- _Goal of the exercise_:
After reading the lines below, count those that contain "static" and give the count alone.

Saved entries
══════

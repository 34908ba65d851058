//! REST routes: health checks, metrics and the JSON binding of the pipeline.
//!
//! `POST /rpc/{method}` carries one unary call. Request headers become call
//! metadata and the body is the JSON request message (empty means none).

use axum::body::{Body, to_bytes};
use axum::extract::{Path, Request, State};
use axum::http::{HeaderValue, StatusCode};
use axum::response::{IntoResponse, Response};
use axum::routing::{get, post};
use axum::{Json, Router};
use pipeline_core::{
    AppError, Call, Metadata, StatusCode as RpcStatus, WireError, keys, presentation_status,
};
use serde::Serialize;
use serde_json::Value;

use crate::middleware::{ClientIp, RequestId};
use crate::pipeline::Router as RpcRouter;
use crate::startup::AppState;

/// Build version.
const VERSION: &str = env!("CARGO_PKG_VERSION");

/// Request bodies above this size are rejected.
const MAX_BODY_BYTES: usize = 4 * 1024 * 1024;

const UNAVAILABLE_MESSAGE: &str = "Service Unavailable. Please try again later.";

#[derive(Serialize)]
pub struct HealthResponse {
    status: &'static str,
    version: &'static str,
    checks: HealthChecks,
}

#[derive(Serialize)]
pub struct HealthChecks {
    counters: CheckResult,
}

#[derive(Serialize)]
pub struct CheckResult {
    status: &'static str,
    #[serde(skip_serializing_if = "Option::is_none")]
    message: Option<String>,
}

impl CheckResult {
    const fn healthy() -> Self {
        Self {
            status: "healthy",
            message: None,
        }
    }

    fn unhealthy(message: impl Into<String>) -> Self {
        Self {
            status: "unhealthy",
            message: Some(message.into()),
        }
    }
}

/// Error body of a failed call.
#[derive(Debug, Serialize)]
#[serde(rename_all = "camelCase")]
pub struct ErrorBody {
    pub success: bool,
    pub message: String,
    pub error_code: &'static str,
    pub grpc_status: i32,
}

/// Build REST routes with the given application state.
pub fn rest_routes(state: AppState) -> Router {
    let mut router = Router::new()
        .route("/", get(|| async { pipeline_telemetry::SERVICE_NAME }))
        .route("/health", get(|| async { "OK" }))
        .route("/health/live", get(|| async { "OK" }))
        .route("/health/ready", get(readiness_handler))
        .route("/rpc/{method}", post(rpc_handler));

    if state.internal.is_some() {
        router = router.route("/internal/rpc/{method}", post(internal_rpc_handler));
    }

    #[cfg(feature = "prometheus")]
    if state.metrics.is_some() {
        router = router.route("/metrics", get(metrics_handler));
    }

    router.with_state(state)
}

#[cfg(feature = "prometheus")]
async fn metrics_handler(State(state): State<AppState>) -> String {
    state.metrics.map(|h| h.render()).unwrap_or_default()
}

async fn readiness_handler(State(state): State<AppState>) -> (StatusCode, Json<HealthResponse>) {
    let counters = if state.store.health_check().await {
        CheckResult::healthy()
    } else {
        CheckResult::unhealthy("Counter store unreachable")
    };

    let healthy = counters.status == "healthy";
    let status = if healthy {
        StatusCode::OK
    } else {
        StatusCode::SERVICE_UNAVAILABLE
    };

    (
        status,
        Json(HealthResponse {
            status: if healthy { "healthy" } else { "unhealthy" },
            version: VERSION,
            checks: HealthChecks { counters },
        }),
    )
}

async fn rpc_handler(
    State(state): State<AppState>,
    Path(method): Path<String>,
    req: Request,
) -> Response {
    invoke(&state.router, method, req).await
}

async fn internal_rpc_handler(
    State(state): State<AppState>,
    Path(method): Path<String>,
    req: Request,
) -> Response {
    match &state.internal {
        Some(router) => invoke(router, method, req).await,
        None => StatusCode::NOT_FOUND.into_response(),
    }
}

/// Run one call through `router` and render its outcome.
pub async fn invoke(router: &RpcRouter, method: String, req: Request<Body>) -> Response {
    let client_ip = ClientIp::from_request(&req);
    let (parts, body) = req.into_parts();

    let request = match decode_body(body).await {
        Ok(request) => request,
        Err(e) => return error_response(&e.to_wire_error()),
    };

    let mut call = Call::new(method, request).with_metadata(Metadata::from(parts.headers));
    call.extensions_mut().insert(client_ip);
    if let Some(id) = parts.extensions.get::<RequestId>() {
        call.extensions_mut().insert(id.clone());
    }

    match router.handle(call).await {
        Ok(response) => (StatusCode::OK, Json(response)).into_response(),
        Err(error) => error_response(&error),
    }
}

async fn decode_body(body: Body) -> Result<Value, AppError> {
    let bytes = to_bytes(body, MAX_BODY_BYTES)
        .await
        .map_err(|e| AppError::invalid_argument(format!("Invalid request body: {e}")))?;
    if bytes.iter().all(u8::is_ascii_whitespace) {
        return Ok(Value::Null);
    }
    serde_json::from_slice(&bytes)
        .map_err(|e| AppError::invalid_argument(format!("Invalid request body: {e}")))
}

/// Render a wire error as an HTTP response with its presentation status.
#[must_use]
pub fn error_response(error: &WireError) -> Response {
    let body = if error.code == RpcStatus::Unavailable {
        ErrorBody {
            success: false,
            message: UNAVAILABLE_MESSAGE.to_owned(),
            error_code: "SERVICE_UNAVAILABLE",
            grpc_status: error.code.as_i32(),
        }
    } else {
        ErrorBody {
            success: false,
            message: error.client_message().into_owned(),
            error_code: error.code.as_str(),
            grpc_status: error.code.as_i32(),
        }
    };

    let (status, _) = presentation_status(error.code.as_i32());
    let status = StatusCode::from_u16(status).unwrap_or(StatusCode::INTERNAL_SERVER_ERROR);
    let mut response = (status, Json(body)).into_response();

    let headers = response.headers_mut();
    headers.insert("grpc-status", HeaderValue::from(error.code.as_i32()));
    if let Some(message) = error.metadata.get(keys::MESSAGE)
        && let Ok(message) = HeaderValue::from_str(message)
    {
        headers.insert("grpc-message", message);
    }
    response
}
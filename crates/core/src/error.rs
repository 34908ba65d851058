//! Status taxonomy and error translation for the interceptor pipeline.
//!
//! Application errors carry a [`StatusCode`] and reach callers verbatim.
//! Anything else collapses into a generic `INTERNAL` wire error: internal
//! details are logged but never exposed to clients.

use std::borrow::Cow;
use std::fmt::{self, Display};

use serde::{Deserialize, Serialize};
use thiserror::Error;
use tonic::Status;
use tracing::error;

use crate::metadata::{Metadata, keys};

/// Fixed user-facing message for failures that are not application errors.
pub const INTERNAL_ERROR_MESSAGE: &str = "Internal Server Error";

/// RPC status codes. Discriminants match the gRPC wire values.
#[derive(Debug, Clone, Copy, PartialEq, Eq, Hash, Serialize, Deserialize)]
#[serde(rename_all = "SCREAMING_SNAKE_CASE")]
#[repr(i32)]
pub enum StatusCode {
    Ok = 0,
    Cancelled = 1,
    Unknown = 2,
    InvalidArgument = 3,
    DeadlineExceeded = 4,
    NotFound = 5,
    AlreadyExists = 6,
    PermissionDenied = 7,
    ResourceExhausted = 8,
    FailedPrecondition = 9,
    Aborted = 10,
    OutOfRange = 11,
    Unimplemented = 12,
    Internal = 13,
    Unavailable = 14,
    DataLoss = 15,
    Unauthenticated = 16,
}

impl StatusCode {
    pub const ALL: [Self; 17] = [
        Self::Ok,
        Self::Cancelled,
        Self::Unknown,
        Self::InvalidArgument,
        Self::DeadlineExceeded,
        Self::NotFound,
        Self::AlreadyExists,
        Self::PermissionDenied,
        Self::ResourceExhausted,
        Self::FailedPrecondition,
        Self::Aborted,
        Self::OutOfRange,
        Self::Unimplemented,
        Self::Internal,
        Self::Unavailable,
        Self::DataLoss,
        Self::Unauthenticated,
    ];

    #[inline]
    #[must_use]
    pub const fn as_i32(self) -> i32 {
        self as i32
    }

    /// Resolve a raw wire value. Returns `None` outside `0..=16`.
    #[must_use]
    pub const fn from_i32(code: i32) -> Option<Self> {
        if code < 0 || code as usize >= Self::ALL.len() {
            return None;
        }
        Some(Self::ALL[code as usize])
    }

    /// Canonical upper-case name, also used as the wire error `name`.
    #[must_use]
    pub const fn as_str(self) -> &'static str {
        match self {
            Self::Ok => "OK",
            Self::Cancelled => "CANCELLED",
            Self::Unknown => "UNKNOWN",
            Self::InvalidArgument => "INVALID_ARGUMENT",
            Self::DeadlineExceeded => "DEADLINE_EXCEEDED",
            Self::NotFound => "NOT_FOUND",
            Self::AlreadyExists => "ALREADY_EXISTS",
            Self::PermissionDenied => "PERMISSION_DENIED",
            Self::ResourceExhausted => "RESOURCE_EXHAUSTED",
            Self::FailedPrecondition => "FAILED_PRECONDITION",
            Self::Aborted => "ABORTED",
            Self::OutOfRange => "OUT_OF_RANGE",
            Self::Unimplemented => "UNIMPLEMENTED",
            Self::Internal => "INTERNAL",
            Self::Unavailable => "UNAVAILABLE",
            Self::DataLoss => "DATA_LOSS",
            Self::Unauthenticated => "UNAUTHENTICATED",
        }
    }

    /// HTTP status used when the code is presented to HTTP-facing callers.
    #[must_use]
    pub const fn http_status(self) -> u16 {
        match self {
            Self::Ok => 200,
            Self::Cancelled => 499,
            Self::Unknown | Self::Internal | Self::DataLoss => 500,
            Self::InvalidArgument | Self::FailedPrecondition | Self::OutOfRange => 400,
            Self::DeadlineExceeded => 504,
            Self::NotFound => 404,
            Self::AlreadyExists | Self::Aborted => 409,
            Self::PermissionDenied => 403,
            Self::ResourceExhausted => 429,
            Self::Unimplemented => 501,
            Self::Unavailable => 503,
            Self::Unauthenticated => 401,
        }
    }

    /// Lower-case presentation label paired with [`Self::http_status`].
    #[must_use]
    pub const fn http_label(self) -> &'static str {
        match self {
            Self::Ok => "ok",
            Self::Cancelled => "cancelled",
            Self::Unknown => "unknown",
            Self::InvalidArgument => "invalid_argument",
            Self::DeadlineExceeded => "deadline_exceeded",
            Self::NotFound => "not_found",
            Self::AlreadyExists => "already_exists",
            Self::PermissionDenied => "permission_denied",
            Self::ResourceExhausted => "resource_exhausted",
            Self::FailedPrecondition => "failed_precondition",
            Self::Aborted => "aborted",
            Self::OutOfRange => "out_of_range",
            Self::Unimplemented => "unimplemented",
            Self::Internal => "internal",
            Self::Unavailable => "unavailable",
            Self::DataLoss => "data_loss",
            Self::Unauthenticated => "unauthenticated",
        }
    }
}

impl Display for StatusCode {
    fn fmt(&self, f: &mut fmt::Formatter<'_>) -> fmt::Result {
        f.write_str(self.as_str())
    }
}

impl From<StatusCode> for tonic::Code {
    fn from(code: StatusCode) -> Self {
        Self::from_i32(code.as_i32())
    }
}

impl From<tonic::Code> for StatusCode {
    fn from(code: tonic::Code) -> Self {
        Self::from_i32(code as i32).unwrap_or(Self::Unknown)
    }
}

/// Presentation mapping for a raw wire code.
///
/// Total over `i32`: anything outside the taxonomy maps to `(500, "unknown")`.
#[must_use]
pub fn presentation_status(raw: i32) -> (u16, &'static str) {
    StatusCode::from_i32(raw).map_or((500, "unknown"), |code| {
        (code.http_status(), code.http_label())
    })
}

/// Application error: an intentional failure with a status from the taxonomy.
#[derive(Debug, Clone, PartialEq, Eq, Error)]
#[error("{code}: {message}")]
pub struct AppError {
    code: StatusCode,
    message: String,
    details: Option<String>,
}

impl AppError {
    pub fn new(code: StatusCode, message: impl Into<String>) -> Self {
        Self {
            code,
            message: message.into(),
            details: None,
        }
    }

    #[must_use]
    pub fn with_details(mut self, details: impl Into<String>) -> Self {
        self.details = Some(details.into());
        self
    }

    #[inline]
    #[must_use]
    pub const fn code(&self) -> StatusCode {
        self.code
    }

    #[inline]
    #[must_use]
    pub fn message(&self) -> &str {
        &self.message
    }

    #[inline]
    #[must_use]
    pub fn details(&self) -> Option<&str> {
        self.details.as_deref()
    }

    pub fn invalid_argument(message: impl Into<String>) -> Self {
        Self::new(StatusCode::InvalidArgument, message)
    }

    pub fn unauthenticated(message: impl Into<String>) -> Self {
        Self::new(StatusCode::Unauthenticated, message)
    }

    pub fn permission_denied(message: impl Into<String>) -> Self {
        Self::new(StatusCode::PermissionDenied, message)
    }

    pub fn resource_exhausted(message: impl Into<String>) -> Self {
        Self::new(StatusCode::ResourceExhausted, message)
    }

    pub fn unimplemented(message: impl Into<String>) -> Self {
        Self::new(StatusCode::Unimplemented, message)
    }

    pub fn unavailable(message: impl Into<String>) -> Self {
        Self::new(StatusCode::Unavailable, message)
    }

    /// Create a not found error for an entity.
    pub fn not_found(entity: &str, id: impl Display) -> Self {
        Self::new(StatusCode::NotFound, format!("{entity} not found"))
            .with_details(format!("{entity} with id {id} does not exist"))
    }

    /// Create a conflict error for duplicate data.
    #[must_use]
    pub fn conflict(entity: &str, field: &str, value: impl Display) -> Self {
        Self::new(StatusCode::AlreadyExists, format!("{entity} already exists"))
            .with_details(format!("{entity} with {field} {value} already exists"))
    }

    /// The generic internal failure every non-application error collapses into.
    #[must_use]
    pub fn internal() -> Self {
        Self::new(StatusCode::Internal, INTERNAL_ERROR_MESSAGE)
    }

    /// Translate into the transport shape, mirroring the message into the
    /// `message` metadata entry for clients that only read metadata.
    #[must_use]
    pub fn to_wire_error(&self) -> WireError {
        let mut metadata = Metadata::new();
        if let Err(e) = metadata.insert(keys::MESSAGE, &metadata_message(&self.message)) {
            error!(code = %self.code, error = %e, "Error message mirror dropped");
        }
        WireError {
            name: self.code.as_str().to_string(),
            code: self.code,
            message: self.message.clone(),
            details: self.details.clone().unwrap_or_default(),
            metadata,
        }
    }
}

/// Header-safe form of an error message: verbatim when it is printable
/// ASCII, percent-encoded otherwise.
fn metadata_message(message: &str) -> Cow<'_, str> {
    if message.bytes().all(|b| b.is_ascii_graphic() || b == b' ') {
        Cow::Borrowed(message)
    } else {
        urlencoding::encode(message)
    }
}

/// Terminal, transport-serializable error. Created once per failed call.
#[derive(Debug, Clone, PartialEq, Eq, Error)]
#[error("{name} ({}): {message}", .code.as_i32())]
pub struct WireError {
    pub name: String,
    pub code: StatusCode,
    pub message: String,
    pub details: String,
    pub metadata: Metadata,
}

impl WireError {
    /// Generic `INTERNAL` error with the fixed user-facing message.
    #[must_use]
    pub fn internal() -> Self {
        AppError::internal().to_wire_error()
    }

    /// Message recovered the way metadata-reading clients do: the `message`
    /// entry when present (percent-decoded if it was encoded), the structured
    /// message otherwise.
    #[must_use]
    pub fn client_message(&self) -> Cow<'_, str> {
        match self.metadata.get(keys::MESSAGE) {
            Some(mirror) if mirror == self.message => Cow::Borrowed(mirror),
            Some(mirror) => urlencoding::decode(mirror).unwrap_or(Cow::Borrowed(mirror)),
            None => Cow::Borrowed(&self.message),
        }
    }
}

impl From<AppError> for WireError {
    fn from(error: AppError) -> Self {
        error.to_wire_error()
    }
}

impl From<WireError> for Status {
    fn from(error: WireError) -> Self {
        Self::with_details_and_metadata(
            error.code.into(),
            error.message,
            error.details.into_bytes().into(),
            error.metadata.into(),
        )
    }
}

impl From<AppError> for Status {
    fn from(error: AppError) -> Self {
        error.to_wire_error().into()
    }
}

impl From<Status> for WireError {
    fn from(status: Status) -> Self {
        let code = StatusCode::from(status.code());
        Self {
            name: code.as_str().to_string(),
            code,
            message: status.message().to_string(),
            details: String::from_utf8_lossy(status.details()).into_owned(),
            metadata: Metadata::from(status.metadata()),
        }
    }
}

/// Every way a call can fail inside the pipeline.
#[derive(Debug, Error)]
pub enum RpcError {
    /// Intentional failure, forwarded to the caller as-is.
    #[error(transparent)]
    App(#[from] AppError),

    /// `next()` re-entered at or below the current dispatch cursor.
    #[error("next() called multiple times (index {index}, cursor {cursor})")]
    OrderingViolation { index: usize, cursor: isize },

    /// An interceptor or handler panicked.
    #[error("handler panicked: {0}")]
    Panic(String),

    /// Any other failure, e.g. a downstream I/O error.
    #[error(transparent)]
    Unexpected(#[from] anyhow::Error),
}

impl RpcError {
    #[inline]
    #[must_use]
    pub const fn is_application(&self) -> bool {
        matches!(self, Self::App(_))
    }

    /// Status the caller will observe for this failure.
    #[must_use]
    pub const fn status_code(&self) -> StatusCode {
        match self {
            Self::App(err) => err.code(),
            _ => StatusCode::Internal,
        }
    }

    /// Collapse into an application error, logging anything that is not one.
    #[must_use]
    pub fn into_app_error(self, method: &str) -> AppError {
        match self {
            Self::App(err) => err,
            other => {
                error!(method, error = %other, detail = ?other, "Unhandled RPC failure");
                AppError::internal()
            }
        }
    }

    /// Translate into the wire shape delivered to the caller.
    #[must_use]
    pub fn into_wire_error(self, method: &str) -> WireError {
        self.into_app_error(method).to_wire_error()
    }
}

/// Result of a handler or interceptor.
pub type RpcResult<T = serde_json::Value> = Result<T, RpcError>;

/// Extension trait for Option types.
pub trait OptionStatusExt<T> {
    /// Convert `None` to a `NOT_FOUND` application error.
    ///
    /// # Errors
    /// Returns [`AppError::not_found`] if the option is `None`.
    fn ok_or_not_found(self, entity: &str, id: impl Display) -> Result<T, AppError>;
}

impl<T> OptionStatusExt<T> for Option<T> {
    fn ok_or_not_found(self, entity: &str, id: impl Display) -> Result<T, AppError> {
        self.ok_or_else(|| AppError::not_found(entity, id))
    }
}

══════

- _Reply_:
7